Below: Vacant building at northeast corner of 4th and Penn Streets.
Ground was broken July 1,1980, for CNA Plaza. Set against a gala Independence Day theme of red, white and blue, the day marked a monumental occasion for both CNA Insurance Companies and the city of Reading. Beginning construction of the quarter million-plus square foot office building ignited the spark for downtown Reading s restoration program. The building was to result in the largest combined industrial/governmental development project in Reading’s history. Officials from city and state government joined dignitaries from CNA and local business and industry to celebrate the historic event. CNA Chairman and Chief Executive Officer Edward J. Noha symbolically scooped the first dirt from high atop a front-end loader as several hundred souvenir hard-hatted guests applauded.
Below: CNA Ground-breaking.
On December 1980, construction began on the 260,000-square-foot building at 401 Penn Street. Residents of Reading, as well as eager CNA employees, watched CNA Plaza rise from the ground.

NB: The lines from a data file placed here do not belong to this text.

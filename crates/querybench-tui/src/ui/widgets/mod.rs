//! Reusable widgets for the querybench TUI.

pub mod status_bar;
pub mod text_input;

pub use status_bar::{KeyHint, StatusBar};
pub use text_input::TextInputState;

New Year’s Eve 1980 was far more than the end of one year and the launching of another. In Reading, at the construction site of CNA Plaza, a time capsule was filled with Reading and Berks County memorabilia and sealed to preserve the memories until 2030. Everything from a six-pack of Reading Beer to a listing of realty prices and mortgage rates went into the large stainless steel cylinder. Outlet store maps, a phone directory, a Reading Phillies baseball bat, a Pennsylvania Dutch dictionary, a solar brick, were just a few of many cherished memories collected and sealed.
For decades, CNA was a success story, with as many as 1,500 employees working there at its peak. But in recent years those numbers declined, and the company was only using a small portion of the building. In 2014 CNA moved its local operations to Spring Township and turned the building over to I-LEAD.
The decline and ultimate loss of CNA’s downtown presence dealt a serious blow to the surrounding area. In recent years the once thriving north side of the 400 block of Penn Street has been virtually devoid of commercial activity.
In December, 2019, Alvernia University announced that it was in the process of purchasing 401 Penn Street, with plans of turning it into the centerpiece of Alvernia’s new CollegeTowne initiative.
The CollegeTowne initiative will include the rebranding of Alvernia University’s O’Pake Institute to the O’Pake Institute for Economic Development and Entrepreneurship. The newly named institute will shift its mission to encompass playing host to a business incubator, providing programming on economic development and encouraging businesses to open shop in downtown Reading.
In February, 2020, after five months of collaborative talks, Alvernia University and I-LEAD, Inc. jointly signed a purchase and sale agreement for the building located at 401 Penn Street. Alvernia University finalized the purchase of the building on June 30, 2020. Groundbreaking was held on Tuesday, January 12, 2021 for Alvernia University’s CollegeTowne project.